O processo de cura das enfermidades pode ocorrer quando a intervenção das equipes de Umbanda se soma com as atividades dos Espíritas kardecistas e outros seres que agem no mundo astral em benefício da humanidade. Estes auxílios não são percebidos pelos encarnados que trabalham nos hospitais da terra e podem causar espanto, ou interpretação na forma de milagres.


[...] Fisicamente nosso amigo terá uma melhora, ou seja, uma resposta apreciável ao tratamento médico; porém, o perispírito dele ainda está envolvido em outro campo, criado pelas entidades do mal, que se utilizavam dele. Esse tipo de campo de força, que retém em seu interior o corpo espiritual do nosso irmão, só podemos desativar numa reunião mediúnica, o que ocorrerá amanhã. São necessárias as energias dos encarnados, associadas aos nossos recursos, a fim de destruir o campo que o envolve. Embora ainda se encontre em coma, o rapaz apresentará visível melhora do ponto de vista físico, como já dissemos. Entretanto, somente após a desestruturação do campo de retenção, na reunião mediúnica, ele acordará definitivamente. De qualquer forma, você pode reparar como a resposta atual, mesmo inexplicada, já é suficiente para animar a equipe do hospital. (PINHEIRO, 2004)

Uma enfermeira se aproximou do leito, olhou os instrumentos, mediu a pressão do rapaz e saiu rapidamente em busca de seus colegas. Vieram três médicos logo após, juntamente com mais dois enfermeiros. [...] A partir de agora, estarão ocupados desenvolvendo teorias e especulações científicas para explicar a melhora do nosso irmão. Amanhã, então, quando terminarmos o trabalho e ele acordar do coma profundo, seu caso passará para os registros como um daqueles ”milagres”, inexplicáveis pela medicina. (PINHEIRO, 2004)

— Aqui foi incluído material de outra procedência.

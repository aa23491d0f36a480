use std::process::ExitCode;

fn main() -> ExitCode {
    teamdesk_cli::run()
}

As relações e os relacionamentos em sociedade envolvem aspectos de totalidade da prática cultural do grupo ao qual o indivíduo pertence. Esses aspectos englobam todo um conjunto de códigos e símbolos, de conhecimentos e saberes antigos e novos formando o repertório das representações sociais; construídas nesse terreno social e cultural, as representações estabelecem relações de sentido e fundamentam ações, sempre num movimento dialético. As representações religiosas são poderosos mecanismos construtores de sentido. A religião e a religiosidade podem oferecer, e quase sempre oferecem, um modo de compreensão da realidade que busca dar alivio aos sofrimentos. Nesta perspectiva, a explicação dos fatos da vida, no limite onde nossa ciência tradicional não consegue responder, podem ser encontrados em sistemas alternativos de resposta de caráter mágico ou religioso. A explicabilidade oferecida pelo espiritismo mostra toda a sua força quando as pessoas se veem confrontadas com o infortúnio. O entendimento e consequente melhor aceitação do infortúnio como decorrente da “lei de causa e efeito”, introduz um nível mais alto de racionalização e de auto-responsabilização moral na explicação de doenças e desgraças pessoais, podendo apresentar uma alternativa, tanto em nível pessoal quanto social, para restabelecer um bem-estar na vida. O acréscimo da abordagem da Umbanda sobre essa ótica espírita pode ser uma proposta capaz de gerar novas maneiras de relacionamentos entre os adeptos dessas religiões.